Now that there’s some distance between myself and tutoring, I feel it’s safe to publish a post that has been burning a hole in my account for at least a year. At the time I was a first-year tutor for the second time round, and every two weeks I received a flood of written assignments from my darling tutlings. These were short 200 – 300 word paragraphs on a prescribed topic, and the point was for them to practice constructing a concise argument, providing insightful evidence and answering a simple question. These paragraphs (and marking in general) were the bane of my existence. Strangely enough, I rather miss the writers, if not the writing.
Every once in a while, though, someone made a statement that – apart from making my hair stand on end and my teeth clench – gave me a good, incredulous giggling fit. There were such gems as “big, fat business typhoon” and “Hamlet’s mother neutered [nurtured] him”, but the batch that provided the most entertaining titbits attempted to answer how Hamlet’s use of language helps to establish his character in Act 1, Scene 2.
I compiled the result into ‘8 Things You Didn’t Know About Hamlet’, according to my first years:
- Hamlet disapproves of Gertrude’s incestuous marriage not because it’s incestuous, but because he is “civil” and “wants procedures to be done as per what is proper”.
- Hamlet is suspicious of Claudius because he is suspicious of him.
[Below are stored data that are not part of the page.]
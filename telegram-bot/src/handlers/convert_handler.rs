//! Conversion handler: terminal chain step. Parses `<base> <quote> <amount>`
//! from the message text and replies with the converted amount or the
//! user-facing failure text.

use async_trait::async_trait;
use std::sync::Arc;

use converter::{ConvertError, Converter, UserError};
use kursbot_core::{BotError, Handler, HandlerResponse, Message, Result};

/// Terminal handler: every message that is not a command is a conversion
/// request, answered with exactly one reply.
pub struct ConvertHandler {
    converter: Arc<Converter>,
}

impl ConvertHandler {
    pub fn new(converter: Arc<Converter>) -> Self {
        Self { converter }
    }

    /// Builds the reply text. User-input failures become `Ошибка: <text>`
    /// replies; rate-source failures escalate to the dispatch boundary.
    async fn convert_reply(&self, text: &str) -> Result<String> {
        let parts: Vec<&str> = text.split_whitespace().collect();
        if parts.len() != 3 {
            return Ok(format!("Ошибка: {}", UserError::ThreeParamsRequired));
        }
        let (base, quote, amount) = (parts[0], parts[1], parts[2]);

        match self.converter.convert(base, quote, amount).await {
            Ok(result) => Ok(format!("{} {} → {}: {:.4}", amount, base, quote, result)),
            Err(ConvertError::User(e)) => Ok(format!("Ошибка: {}", e)),
            Err(e) => Err(BotError::Handler(format!("{}: {}", e.kind(), e))),
        }
    }
}

#[async_trait]
impl Handler for ConvertHandler {
    async fn handle(&self, message: &Message) -> Result<HandlerResponse> {
        let reply = self.convert_reply(&message.content).await?;
        Ok(HandlerResponse::Reply(reply))
    }
}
- He just “really seems to be wanting to know if any foul play has been done”.
- Hamlet is a really ineffective king of Denmark.
- The line “do not mock me, fellow student; I think it was to see my mother’s wedding” proves conclusively, on its own, that Hamlet is cruel and bitter.
- “When Hamlet speaks, it sounds as if there is something important he is not saying, maybe even something he is not aware of”.
- Language makes Hamlet rude.
- Hamlet is witty because he is adept at taking a serious situation like, say, the death of his father and King, and finding humour in it to entertain his friends.
I must say, I will miss the malapropisms and unintended puns. They’re so much more fun when I’m not making them.